Whether an employee is part-time, full-time, seasonal, and so on does not affect their FMLA eligibility.
Employee eligibility
To be eligible to take FMLA leave, employees must meet all three of the following criteria:
- Work for the company for at least 12 months (need not be continuous),
- Worked at least 1,250 hours in the 12 months before leave is to begin, and
- Work at a location with at least 50 company employees within 75 miles.
Employees who work a little more than 26 hours per week will meet the 1,250 hours worked threshold. Therefore, simply indicating that part-time employees are not eligible for FMLA leave would risk a violation of the law.
Seasonal employees, for example, who work about 52 hours per week for six months will also meet the 1,250 hours worked threshold.
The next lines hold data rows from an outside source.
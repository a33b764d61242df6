//! In-memory host and scheduler shared by the integration tests.
#![allow(dead_code)]

use std::cell::Cell;
use std::time::Duration;

use cookie_manager::host::{HostError, HostUi, RetryScheduler, WindowCandidate};
use cookie_manager::model::Rect;
use cookie_manager::overlay::{MenuAction, ResultMessage};
use cookie_manager::RetryToken;

pub const PHONE: Rect = Rect::new(0.0, 0.0, 390.0, 844.0);

#[derive(Debug, Clone)]
pub struct FakeWindow {
    pub id: u32,
    pub is_key: bool,
    pub is_hidden: bool,
    pub frame: Rect,
    pub live: bool,
}

impl FakeWindow {
    pub fn key(id: u32) -> Self {
        Self {
            id,
            is_key: true,
            is_hidden: false,
            frame: PHONE,
            live: true,
        }
    }
}

/// Host whose window list can be scripted per search.
#[derive(Debug, Default)]
pub struct FakeHost {
    pub windows: Vec<FakeWindow>,
    /// Windows are reported only from this search on (1-based).
    pub windows_from_search: u32,
    pub searches: Cell<u32>,
    pub fail_install: bool,

    pub installed_on: Option<u32>,
    pub overlay_frame: Option<Rect>,
    pub overlay_visible: bool,
    pub installs: u32,
    pub removals: u32,

    pub menus: Vec<Vec<MenuAction>>,
    pub menu_showing: bool,
    pub menu_dismissals: u32,
    pub messages: Vec<ResultMessage>,
}

impl FakeHost {
    /// One key window, available from the first search.
    pub fn with_window() -> Self {
        Self {
            windows: vec![FakeWindow::key(1)],
            ..Self::default()
        }
    }

    /// One key window that shows up only at search `n`.
    pub fn window_appearing_at(n: u32) -> Self {
        Self {
            windows_from_search: n,
            ..Self::with_window()
        }
    }

    pub fn without_windows() -> Self {
        Self::default()
    }

    pub fn kill_window(&mut self, id: u32) {
        if let Some(w) = self.windows.iter_mut().find(|w| w.id == id) {
            w.live = false;
        }
    }

    fn window(&self, id: u32) -> Option<&FakeWindow> {
        self.windows.iter().find(|w| w.id == id && w.live)
    }
}

impl HostUi for FakeHost {
    type Window = u32;

    fn windows(&self) -> Vec<WindowCandidate<u32>> {
        let search = self.searches.get() + 1;
        self.searches.set(search);
        if search < self.windows_from_search {
            return Vec::new();
        }
        self.windows
            .iter()
            .filter(|w| w.live)
            .map(|w| WindowCandidate {
                handle: w.id,
                is_key: w.is_key,
                is_hidden: w.is_hidden,
                frame: w.frame,
            })
            .collect()
    }

    fn is_live(&self, window: &u32) -> bool {
        self.window(*window).is_some()
    }

    fn bounds(&self, window: &u32) -> Option<Rect> {
        self.window(*window).map(|w| w.frame)
    }

    fn install_overlay(&mut self, window: &u32, frame: Rect) -> Result<(), HostError> {
        if self.fail_install {
            return Err(HostError::InstallFailed("scripted failure".into()));
        }
        if self.window(*window).is_none() {
            return Err(HostError::WindowGone);
        }
        self.installed_on = Some(*window);
        self.overlay_frame = Some(frame);
        self.overlay_visible = false;
        self.installs += 1;
        Ok(())
    }

    fn remove_overlay(&mut self) {
        if self.installed_on.take().is_some() {
            self.removals += 1;
        }
        self.overlay_frame = None;
        self.overlay_visible = false;
        self.menu_showing = false;
    }

    fn set_overlay_visible(&mut self, visible: bool) {
        if self.installed_on.is_some() {
            self.overlay_visible = visible;
        }
    }

    fn move_overlay(&mut self, frame: Rect) {
        if self.installed_on.is_some() {
            self.overlay_frame = Some(frame);
        }
    }

    fn present_menu(&mut self, entries: &[MenuAction]) {
        self.menus.push(entries.to_vec());
        self.menu_showing = true;
    }

    fn dismiss_menu(&mut self) {
        self.menu_showing = false;
        self.menu_dismissals += 1;
    }

    fn present_message(&mut self, message: &ResultMessage) {
        self.messages.push(message.clone());
    }
}

/// Records schedule/cancel calls; tests fire tokens by hand.
#[derive(Debug, Default)]
pub struct ManualScheduler {
    pub scheduled: Vec<(RetryToken, Duration)>,
    pub cancelled: Vec<RetryToken>,
    /// Refuse every schedule call, like a host without a timer source.
    pub unavailable: bool,
}

impl ManualScheduler {
    pub fn last_token(&self) -> Option<RetryToken> {
        self.scheduled.last().map(|(token, _)| *token)
    }

    pub fn delays(&self) -> Vec<Duration> {
        self.scheduled.iter().map(|(_, d)| *d).collect()
    }
}

impl RetryScheduler for ManualScheduler {
    fn schedule(&mut self, token: RetryToken, delay: Duration) -> Result<(), HostError> {
        if self.unavailable {
            return Err(HostError::TimerUnavailable("scripted failure".into()));
        }
        self.scheduled.push((token, delay));
        Ok(())
    }

    fn cancel(&mut self, token: RetryToken) {
        self.cancelled.push(token);
    }
}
Some part-time or seasonal employees will not meet all the eligibility criteria because of their limited months or hours worked. In that case, they would not be eligible to take FMLA leave.
How much FMLA leave
Part-time employees may take 12 of their workweeks of FMLA leave in a 12-month leave year period. The hourly equivalent of those 12 workweeks depends on what an employee’s schedule looks like.
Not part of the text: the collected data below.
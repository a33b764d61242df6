//! Attachment state machine (pure Rust, no FFI, no timers).
//!
//! `AttachMachine::handle` is the whole decision logic: it takes one
//! [`AttachEvent`], moves to the next [`AttachState`] and returns the
//! [`Effect`]s the caller has to carry out. Running an `Attempt` effect and
//! feeding back `AttemptFinished` is the engine's job, which keeps this file
//! testable without a host UI or an event loop.
//!
//! ```text
//!            Requested                 AttemptFinished(true)
//!   Idle ───────────────► Searching ─────────────────────────► Attached
//!    ▲                     │  ▲  │                               │
//!    │        fail & n<max │  │  │ fail & n == max     TargetLost│
//!    │   ScheduleRetry ────┘  │  └──────────► GaveUp             │
//!    │         RetryElapsed ──┘                │ Requested        │
//!    │                                         ▼                  │
//!    └──────── DetachRequested (any) ◄── Searching ◄──────────────┘
//! ```
//!
//! A retry the scheduler cannot arm (`RetryUnavailable`) also ends in
//! `GaveUp`, so a search never waits on a timer that will not fire.

use std::time::Duration;

use crate::model::constants::*;

/// Bounded retry schedule for attachment.
#[derive(Debug, Clone, Copy, PartialEq)]
pub struct RetryPolicy {
    /// Number of searches (including the first) before giving up.
    pub max_attempts: u32,
    /// Delay before the first retry.
    pub initial_delay: Duration,
    /// Multiplier applied to the delay after every retry (1.0 = fixed).
    pub backoff_factor: f64,
    /// Upper bound for the delay.
    pub max_delay: Duration,
}

impl Default for RetryPolicy {
    fn default() -> Self {
        Self {
            max_attempts: DEFAULT_MAX_ATTEMPTS,
            initial_delay: Duration::from_millis(DEFAULT_RETRY_DELAY_MS),
            backoff_factor: DEFAULT_BACKOFF_FACTOR,
            max_delay: Duration::from_millis(DEFAULT_MAX_RETRY_DELAY_MS),
        }
    }
}

impl RetryPolicy {
    pub fn new(max_attempts: u32, initial_delay: Duration) -> Self {
        let mut policy = Self {
            max_attempts,
            initial_delay,
            backoff_factor: MIN_BACKOFF_FACTOR,
            max_delay: initial_delay,
        };
        policy.validate();
        policy
    }

    pub fn with_backoff(mut self, factor: f64, max_delay: Duration) -> Self {
        self.backoff_factor = factor;
        self.max_delay = max_delay;
        self.validate();
        self
    }

    /// Validates and clamps all values to valid ranges.
    pub fn validate(&mut self) {
        self.max_attempts = self.max_attempts.clamp(MIN_ATTEMPTS, MAX_ATTEMPTS);
        let min = Duration::from_millis(MIN_RETRY_DELAY_MS);
        let max = Duration::from_millis(MAX_RETRY_DELAY_MS);
        self.initial_delay = self.initial_delay.clamp(min, max);
        self.max_delay = self.max_delay.clamp(self.initial_delay, max);
        self.backoff_factor = if self.backoff_factor.is_finite() {
            self.backoff_factor.clamp(MIN_BACKOFF_FACTOR, MAX_BACKOFF_FACTOR)
        } else {
            MIN_BACKOFF_FACTOR
        };
    }
}

/// Progress of one attachment request.
#[derive(Debug, Clone, Copy, PartialEq)]
pub struct RetryState {
    /// Failed searches so far.
    pub attempt_count: u32,
    pub max_attempts: u32,
    /// Delay used for the next scheduled retry.
    pub next_delay: Duration,
}

impl RetryState {
    pub fn new(policy: &RetryPolicy) -> Self {
        Self {
            attempt_count: 0,
            max_attempts: policy.max_attempts,
            next_delay: policy.initial_delay,
        }
    }

    pub fn is_exhausted(&self) -> bool {
        self.attempt_count >= self.max_attempts
    }

    /// Records a failed search. Returns the delay to wait before the next
    /// one, or `None` once the budget is spent.
    pub fn record_failure(&mut self, policy: &RetryPolicy) -> Option<Duration> {
        self.attempt_count += 1;
        if self.is_exhausted() {
            return None;
        }
        let delay = self.next_delay;
        let grown = delay.mul_f64(policy.backoff_factor);
        self.next_delay = grown.min(policy.max_delay).max(delay);
        Some(delay)
    }
}

/// Identifies one scheduled retry. A firing whose token is not the pending
/// one is stale and ignored.
#[derive(Debug, Clone, Copy, PartialEq, Eq, Hash, PartialOrd, Ord)]
pub struct RetryToken(pub u64);

#[derive(Debug, Clone, PartialEq)]
pub enum AttachState {
    Idle,
    Searching {
        retry: RetryState,
        pending: Option<RetryToken>,
    },
    Attached {
        /// Failed searches before the successful one.
        failed_attempts: u32,
    },
    GaveUp {
        attempts: u32,
    },
}

#[derive(Debug, Clone, PartialEq)]
pub enum AttachEvent {
    Requested(RetryPolicy),
    AttemptFinished { attached: bool },
    RetryElapsed(RetryToken),
    /// The scheduler refused the pending token.
    RetryUnavailable(RetryToken),
    DetachRequested,
    /// The attached window is gone or no longer usable.
    TargetLost,
}

#[derive(Debug, Clone, PartialEq)]
pub enum Effect {
    /// Search the host windows and install the overlay on a match.
    Attempt,
    ScheduleRetry { token: RetryToken, delay: Duration },
    CancelRetry(RetryToken),
    RemoveOverlay,
    ReportGaveUp { attempts: u32 },
}

/// Coarse status reported to callers.
#[derive(Debug, Clone, Copy, PartialEq, Eq)]
pub enum AttachStatus {
    Idle,
    Searching { attempts: u32 },
    Attached,
    GaveUp { attempts: u32 },
}

#[derive(Debug, Clone)]
pub struct AttachMachine {
    state: AttachState,
    policy: RetryPolicy,
    next_token: u64,
}

impl Default for AttachMachine {
    fn default() -> Self {
        Self::new()
    }
}

impl AttachMachine {
    pub fn new() -> Self {
        Self {
            state: AttachState::Idle,
            policy: RetryPolicy::default(),
            next_token: 0,
        }
    }

    pub fn state(&self) -> &AttachState {
        &self.state
    }

    /// Policy of the most recent request (reused after a lost target).
    pub fn policy(&self) -> &RetryPolicy {
        &self.policy
    }

    pub fn status(&self) -> AttachStatus {
        match &self.state {
            AttachState::Idle => AttachStatus::Idle,
            AttachState::Searching { retry, .. } => AttachStatus::Searching {
                attempts: retry.attempt_count,
            },
            AttachState::Attached { .. } => AttachStatus::Attached,
            AttachState::GaveUp { attempts } => AttachStatus::GaveUp { attempts: *attempts },
        }
    }

    pub fn retry_state(&self) -> Option<&RetryState> {
        match &self.state {
            AttachState::Searching { retry, .. } => Some(retry),
            _ => None,
        }
    }

    pub fn pending_retry(&self) -> Option<RetryToken> {
        match &self.state {
            AttachState::Searching { pending, .. } => *pending,
            _ => None,
        }
    }

    /// Applies one event and returns the effects to run, in order.
    pub fn handle(&mut self, event: AttachEvent) -> Vec<Effect> {
        let state = std::mem::replace(&mut self.state, AttachState::Idle);
        let (next, effects) = self.transition(state, event);
        self.state = next;
        effects
    }

    fn transition(&mut self, state: AttachState, event: AttachEvent) -> (AttachState, Vec<Effect>) {
        use AttachEvent as E;
        use AttachState as S;

        match (state, event) {
            (S::Idle | S::GaveUp { .. }, E::Requested(policy)) => {
                self.policy = policy;
                (self.searching(), vec![Effect::Attempt])
            }

            (S::Searching { retry, pending: None }, E::AttemptFinished { attached: true }) => (
                S::Attached {
                    failed_attempts: retry.attempt_count,
                },
                Vec::new(),
            ),

            (S::Searching { mut retry, pending: None }, E::AttemptFinished { attached: false }) => {
                match retry.record_failure(&self.policy) {
                    Some(delay) => {
                        let token = self.issue_token();
                        (
                            S::Searching {
                                retry,
                                pending: Some(token),
                            },
                            vec![Effect::ScheduleRetry { token, delay }],
                        )
                    }
                    None => {
                        let attempts = retry.attempt_count;
                        (
                            S::GaveUp { attempts },
                            vec![Effect::ReportGaveUp { attempts }],
                        )
                    }
                }
            }

            (S::Searching { retry, pending: Some(p) }, E::RetryElapsed(token)) if p == token => (
                S::Searching {
                    retry,
                    pending: None,
                },
                vec![Effect::Attempt],
            ),

            (S::Searching { retry, pending: Some(p) }, E::RetryUnavailable(token)) if p == token => {
                let attempts = retry.attempt_count;
                (
                    S::GaveUp { attempts },
                    vec![Effect::ReportGaveUp { attempts }],
                )
            }

            (S::Searching { pending, .. }, E::DetachRequested) => {
                (S::Idle, pending.map(Effect::CancelRetry).into_iter().collect())
            }

            (S::Attached { .. }, E::DetachRequested) => (S::Idle, vec![Effect::RemoveOverlay]),

            (S::Attached { .. }, E::TargetLost) => {
                (self.searching(), vec![Effect::RemoveOverlay, Effect::Attempt])
            }

            (S::Idle | S::GaveUp { .. }, E::DetachRequested) => (S::Idle, Vec::new()),

            // Duplicate requests, stale timers and late results change nothing.
            (state, _) => (state, Vec::new()),
        }
    }

    fn searching(&self) -> AttachState {
        AttachState::Searching {
            retry: RetryState::new(&self.policy),
            pending: None,
        }
    }

    fn issue_token(&mut self) -> RetryToken {
        self.next_token += 1;
        RetryToken(self.next_token)
    }
}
An employee works 30 hours per week will have 360 hours of FMLA leave. In contrast, an employee who normally works 50 hours per week will have 600 hours of FMLA leave. The number of hours in an employee’s FMLA leave “bucket” only really comes into play for intermittent leave. Otherwise, a workweek is a workweek regardless of how many hours an employee typically works.
If an employee who works 30 hours per week begins five weeks of leave on Monday, September 11, he would return to his 30-hours per week schedule on Monday, October 16.
Tracking intermittent leave
When employees take leave intermittently or on a reduced schedule, tracking the leave can be more challenging.
To determine how many hours of FMLA leave the employee as available, employers simply multiply the number of hours an employee works in a workweek by 12.
Many part-time employees work variable hours each week. Sometimes an employee’s schedule varies so much that an employer can’t determine how many hours the employee would have worked before taking FMLA leave.
In that situation, the employer should use a weekly average of the hours worked over the 12 months before leave begins to calculate how many hours of FMLA leave the employee has available.
Key to remember: Part-time employees can be eligible to take 12 weeks of FMLA leave, but they need to meet certain criteria. How many hours intermittent or reduced schedule FMLA leave employees may take depends upon how many hours they work per week.